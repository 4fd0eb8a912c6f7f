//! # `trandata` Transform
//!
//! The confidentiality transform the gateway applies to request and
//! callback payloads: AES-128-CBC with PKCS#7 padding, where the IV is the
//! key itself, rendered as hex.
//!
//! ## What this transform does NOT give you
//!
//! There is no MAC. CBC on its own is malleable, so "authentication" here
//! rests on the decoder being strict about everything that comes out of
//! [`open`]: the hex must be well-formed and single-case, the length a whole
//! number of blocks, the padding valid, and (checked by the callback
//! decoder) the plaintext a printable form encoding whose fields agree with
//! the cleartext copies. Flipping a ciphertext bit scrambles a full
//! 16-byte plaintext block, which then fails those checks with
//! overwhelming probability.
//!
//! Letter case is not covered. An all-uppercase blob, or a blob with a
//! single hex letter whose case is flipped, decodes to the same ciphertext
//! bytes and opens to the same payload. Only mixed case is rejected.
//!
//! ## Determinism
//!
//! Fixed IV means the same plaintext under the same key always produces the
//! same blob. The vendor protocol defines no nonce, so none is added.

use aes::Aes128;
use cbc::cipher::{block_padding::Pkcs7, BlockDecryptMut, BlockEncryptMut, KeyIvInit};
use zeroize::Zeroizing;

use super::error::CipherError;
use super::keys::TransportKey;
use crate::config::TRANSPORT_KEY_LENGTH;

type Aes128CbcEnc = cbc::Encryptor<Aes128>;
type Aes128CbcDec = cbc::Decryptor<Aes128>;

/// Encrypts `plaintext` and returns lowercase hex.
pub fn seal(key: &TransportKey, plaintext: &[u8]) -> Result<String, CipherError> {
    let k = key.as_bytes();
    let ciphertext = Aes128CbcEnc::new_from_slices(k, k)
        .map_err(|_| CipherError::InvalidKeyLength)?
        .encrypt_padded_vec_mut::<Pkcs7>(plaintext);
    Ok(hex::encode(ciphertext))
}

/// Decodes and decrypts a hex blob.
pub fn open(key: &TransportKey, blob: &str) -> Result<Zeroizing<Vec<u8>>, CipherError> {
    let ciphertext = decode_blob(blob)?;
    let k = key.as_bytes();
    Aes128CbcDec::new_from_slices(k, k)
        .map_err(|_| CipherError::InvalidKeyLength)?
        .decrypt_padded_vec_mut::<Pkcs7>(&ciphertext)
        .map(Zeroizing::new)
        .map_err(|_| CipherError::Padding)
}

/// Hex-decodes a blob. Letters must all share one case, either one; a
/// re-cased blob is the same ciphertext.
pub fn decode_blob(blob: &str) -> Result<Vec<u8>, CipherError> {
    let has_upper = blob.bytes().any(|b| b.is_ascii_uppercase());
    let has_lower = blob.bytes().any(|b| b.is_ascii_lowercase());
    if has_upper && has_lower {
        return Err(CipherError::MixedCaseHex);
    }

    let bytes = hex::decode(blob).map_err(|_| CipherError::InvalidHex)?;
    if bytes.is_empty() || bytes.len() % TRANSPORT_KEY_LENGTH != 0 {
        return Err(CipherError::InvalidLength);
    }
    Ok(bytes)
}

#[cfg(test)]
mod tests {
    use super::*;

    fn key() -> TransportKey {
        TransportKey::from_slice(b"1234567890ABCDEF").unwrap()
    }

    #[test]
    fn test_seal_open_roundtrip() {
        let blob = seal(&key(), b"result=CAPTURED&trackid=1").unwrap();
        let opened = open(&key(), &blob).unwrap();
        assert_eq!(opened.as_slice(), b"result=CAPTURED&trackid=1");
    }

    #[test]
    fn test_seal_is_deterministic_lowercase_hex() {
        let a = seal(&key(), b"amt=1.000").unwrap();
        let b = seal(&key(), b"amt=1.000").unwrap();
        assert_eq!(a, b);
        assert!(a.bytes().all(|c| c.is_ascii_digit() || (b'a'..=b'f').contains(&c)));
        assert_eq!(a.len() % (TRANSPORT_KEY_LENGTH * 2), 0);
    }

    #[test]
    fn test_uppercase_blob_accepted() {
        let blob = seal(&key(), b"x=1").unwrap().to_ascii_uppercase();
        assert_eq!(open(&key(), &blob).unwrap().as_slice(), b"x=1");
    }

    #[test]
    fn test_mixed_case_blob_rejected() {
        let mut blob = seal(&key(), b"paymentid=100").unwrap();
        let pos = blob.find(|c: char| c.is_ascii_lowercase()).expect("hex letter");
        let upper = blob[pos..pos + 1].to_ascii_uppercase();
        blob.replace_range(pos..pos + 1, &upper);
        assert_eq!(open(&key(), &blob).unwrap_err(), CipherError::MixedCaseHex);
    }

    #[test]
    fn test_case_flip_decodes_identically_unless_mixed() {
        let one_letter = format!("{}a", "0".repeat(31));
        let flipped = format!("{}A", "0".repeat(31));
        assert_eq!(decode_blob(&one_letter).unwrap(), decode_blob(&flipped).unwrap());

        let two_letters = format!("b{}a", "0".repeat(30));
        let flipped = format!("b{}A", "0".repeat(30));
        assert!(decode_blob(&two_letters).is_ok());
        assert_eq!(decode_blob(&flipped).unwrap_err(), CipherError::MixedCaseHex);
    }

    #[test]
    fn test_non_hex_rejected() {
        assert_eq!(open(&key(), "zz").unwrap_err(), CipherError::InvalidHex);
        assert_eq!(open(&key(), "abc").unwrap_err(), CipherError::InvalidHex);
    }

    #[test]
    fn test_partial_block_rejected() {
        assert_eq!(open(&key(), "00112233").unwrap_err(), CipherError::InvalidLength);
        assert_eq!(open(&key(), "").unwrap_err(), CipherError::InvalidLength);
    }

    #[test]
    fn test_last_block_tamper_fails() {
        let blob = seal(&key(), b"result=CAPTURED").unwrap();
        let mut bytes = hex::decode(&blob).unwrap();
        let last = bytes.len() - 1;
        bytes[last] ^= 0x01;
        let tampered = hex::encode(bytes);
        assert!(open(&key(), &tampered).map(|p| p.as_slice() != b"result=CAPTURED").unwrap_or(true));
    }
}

* * *

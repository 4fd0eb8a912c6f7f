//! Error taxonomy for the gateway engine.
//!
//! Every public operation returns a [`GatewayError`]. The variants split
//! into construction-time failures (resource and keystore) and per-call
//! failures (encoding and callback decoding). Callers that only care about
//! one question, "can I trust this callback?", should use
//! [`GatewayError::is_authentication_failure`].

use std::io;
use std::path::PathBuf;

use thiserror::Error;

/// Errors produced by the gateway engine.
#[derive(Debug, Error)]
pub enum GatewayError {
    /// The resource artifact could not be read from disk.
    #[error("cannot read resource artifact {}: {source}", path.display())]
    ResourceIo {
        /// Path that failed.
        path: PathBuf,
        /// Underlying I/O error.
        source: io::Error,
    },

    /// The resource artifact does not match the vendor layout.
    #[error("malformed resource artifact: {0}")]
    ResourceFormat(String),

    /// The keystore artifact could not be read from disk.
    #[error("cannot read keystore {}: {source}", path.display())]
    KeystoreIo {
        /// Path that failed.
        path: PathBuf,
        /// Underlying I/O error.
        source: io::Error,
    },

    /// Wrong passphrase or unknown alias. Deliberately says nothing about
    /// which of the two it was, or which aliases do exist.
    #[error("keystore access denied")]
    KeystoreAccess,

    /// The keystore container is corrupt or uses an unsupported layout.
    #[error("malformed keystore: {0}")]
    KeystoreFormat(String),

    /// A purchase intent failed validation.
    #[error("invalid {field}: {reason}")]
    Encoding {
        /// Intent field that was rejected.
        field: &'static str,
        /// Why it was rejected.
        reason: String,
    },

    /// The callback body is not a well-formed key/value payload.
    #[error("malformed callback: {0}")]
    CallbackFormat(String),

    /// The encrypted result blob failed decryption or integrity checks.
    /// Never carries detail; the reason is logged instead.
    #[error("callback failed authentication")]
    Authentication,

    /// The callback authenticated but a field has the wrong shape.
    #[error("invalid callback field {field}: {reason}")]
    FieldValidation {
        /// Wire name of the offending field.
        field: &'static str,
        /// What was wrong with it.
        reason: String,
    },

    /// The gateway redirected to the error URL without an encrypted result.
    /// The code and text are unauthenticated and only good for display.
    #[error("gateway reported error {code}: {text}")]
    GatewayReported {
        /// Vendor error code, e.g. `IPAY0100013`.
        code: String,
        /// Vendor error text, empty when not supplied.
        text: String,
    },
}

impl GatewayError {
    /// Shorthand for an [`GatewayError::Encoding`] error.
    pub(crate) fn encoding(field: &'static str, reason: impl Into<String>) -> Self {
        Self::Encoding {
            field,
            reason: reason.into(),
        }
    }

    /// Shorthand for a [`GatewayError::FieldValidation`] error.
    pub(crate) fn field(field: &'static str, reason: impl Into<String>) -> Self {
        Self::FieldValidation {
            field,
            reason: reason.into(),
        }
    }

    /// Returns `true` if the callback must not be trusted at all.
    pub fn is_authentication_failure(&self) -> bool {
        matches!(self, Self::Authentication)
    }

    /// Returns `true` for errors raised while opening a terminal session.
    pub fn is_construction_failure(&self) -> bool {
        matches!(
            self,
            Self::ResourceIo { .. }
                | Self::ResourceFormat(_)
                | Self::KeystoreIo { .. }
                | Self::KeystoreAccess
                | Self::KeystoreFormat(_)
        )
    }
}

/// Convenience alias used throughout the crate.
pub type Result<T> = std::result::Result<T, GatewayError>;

- _EXERCISE_:
Copy out the range of lines above starting at the line with "use thiserror::Error;" and ending at the line with "keystore artifact could not be read from disk.", exactly and including both.

- _RESULT FOR THIS EXERCISE_:
use thiserror::Error;

/// Errors produced by the gateway engine.
#[derive(Debug, Error)]
pub enum GatewayError {
    /// The resource artifact could not be read from disk.
    #[error("cannot read resource artifact {}: {source}", path.display())]
    ResourceIo {
        /// Path that failed.
        path: PathBuf,
        /// Underlying I/O error.
        source: io::Error,
    },

    /// The resource artifact does not match the vendor layout.
    #[error("malformed resource artifact: {0}")]
    ResourceFormat(String),

    /// The keystore artifact could not be read from disk.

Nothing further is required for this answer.